## WHAT YOU HAVE TO DO
Could you copy, word for word, only the lines from the one containing "pub fn from_config(config: Config)" through the last line of the records below, both included?

Collection entries
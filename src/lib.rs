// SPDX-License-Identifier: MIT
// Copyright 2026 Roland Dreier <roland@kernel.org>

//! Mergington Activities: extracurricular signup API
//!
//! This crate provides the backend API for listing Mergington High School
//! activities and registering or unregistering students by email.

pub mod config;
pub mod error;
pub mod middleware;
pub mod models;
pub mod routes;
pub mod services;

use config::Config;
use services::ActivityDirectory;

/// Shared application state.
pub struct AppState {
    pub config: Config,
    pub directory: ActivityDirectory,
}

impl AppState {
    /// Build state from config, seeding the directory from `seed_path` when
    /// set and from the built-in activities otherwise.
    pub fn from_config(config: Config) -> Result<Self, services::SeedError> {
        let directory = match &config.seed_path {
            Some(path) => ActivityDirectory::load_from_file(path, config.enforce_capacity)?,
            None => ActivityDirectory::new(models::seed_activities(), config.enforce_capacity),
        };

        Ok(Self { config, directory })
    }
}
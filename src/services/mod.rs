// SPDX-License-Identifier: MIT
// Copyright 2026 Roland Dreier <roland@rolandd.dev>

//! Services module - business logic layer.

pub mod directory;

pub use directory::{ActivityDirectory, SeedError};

## WORKED SOLUTION
    pub fn from_config(config: Config) -> Result<Self, services::SeedError> {
        let directory = match &config.seed_path {
            Some(path) => ActivityDirectory::load_from_file(path, config.enforce_capacity)?,
            None => ActivityDirectory::new(models::seed_activities(), config.enforce_capacity),
        };

        Ok(Self { config, directory })
    }
}
filename src/services/mod.rs
// SPDX-License-Identifier: MIT
// Copyright 2026 Roland Dreier <roland@rolandd.dev>

//! Services module - business logic layer.

pub mod directory;

pub use directory::{ActivityDirectory, SeedError};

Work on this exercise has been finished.